#### Task:
Copy each line below in which the string "value" occurs.

#### Raw data:

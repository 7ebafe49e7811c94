use once_cell::sync::Lazy;
use regex::Regex;

use super::{ContactInput, FieldErrorKind, FormField, RawFormFields, ValidationResult};

const NAME_MIN: usize = 3;
const COMPANY_MIN: usize = 2;
const PRONOUNS_MAX: usize = 30;

static EMAIL_RE: Lazy<Regex> = Lazy::new(|| {
    Regex::new(r"^[A-Za-z0-9_'+\-.]*[A-Za-z0-9_+\-]@([A-Za-z0-9][A-Za-z0-9\-]*\.)+[A-Za-z]{2,}$")
        .expect("email pattern is a valid regex")
});

fn is_email(value: &str) -> bool {
    let local = value.split('@').next().unwrap_or_default();
    !local.starts_with('.') && !local.contains("..") && EMAIL_RE.is_match(value)
}

/// Length in UTF-16 code units, the unit the web form's schema counts in.
fn len(value: &str) -> usize {
    value.encode_utf16().count()
}

/// Check every field of `raw` independently.
pub fn validate(raw: &RawFormFields) -> ValidationResult {
    let mut result = ValidationResult::default();

    if len(&raw.name) < NAME_MIN {
        result.insert(FormField::Name, FieldErrorKind::TooShort, "Name is required");
    }

    if !is_email(&raw.email) {
        result.insert(FormField::Email, FieldErrorKind::InvalidFormat, "Invalid email");
    }

    if len(&raw.company) < COMPANY_MIN {
        result.insert(FormField::Company, FieldErrorKind::TooShort, "Company is required");
    }

    if let Some(pronouns) = &raw.pronouns {
        if len(pronouns) > PRONOUNS_MAX {
            result.insert(
                FormField::Pronouns,
                FieldErrorKind::TooLong,
                format!("Pronouns must contain at most {} characters", PRONOUNS_MAX),
            );
        }
    }

    result
}

/// Validate and, when clean, build the contact that is sent to the gateway.
///
/// Empty optional fields are dropped rather than sent as empty strings.
pub fn parse(raw: &RawFormFields) -> Result<ContactInput, ValidationResult> {
    let result = validate(raw);
    if !result.is_valid() {
        return Err(result);
    }

    let optional = |v: &Option<String>| v.as_ref().filter(|s| !s.is_empty()).cloned();

    Ok(ContactInput {
        name: raw.name.clone(),
        email: raw.email.clone(),
        phone: optional(&raw.phone),
        company: raw.company.clone(),
        pronouns: optional(&raw.pronouns),
    })
}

#### Problem solution:
fn is_email(value: &str) -> bool {
    let local = value.split('@').next().unwrap_or_default();
    !local.starts_with('.') && !local.contains("..") && EMAIL_RE.is_match(value)
fn len(value: &str) -> usize {
    value.encode_utf16().count()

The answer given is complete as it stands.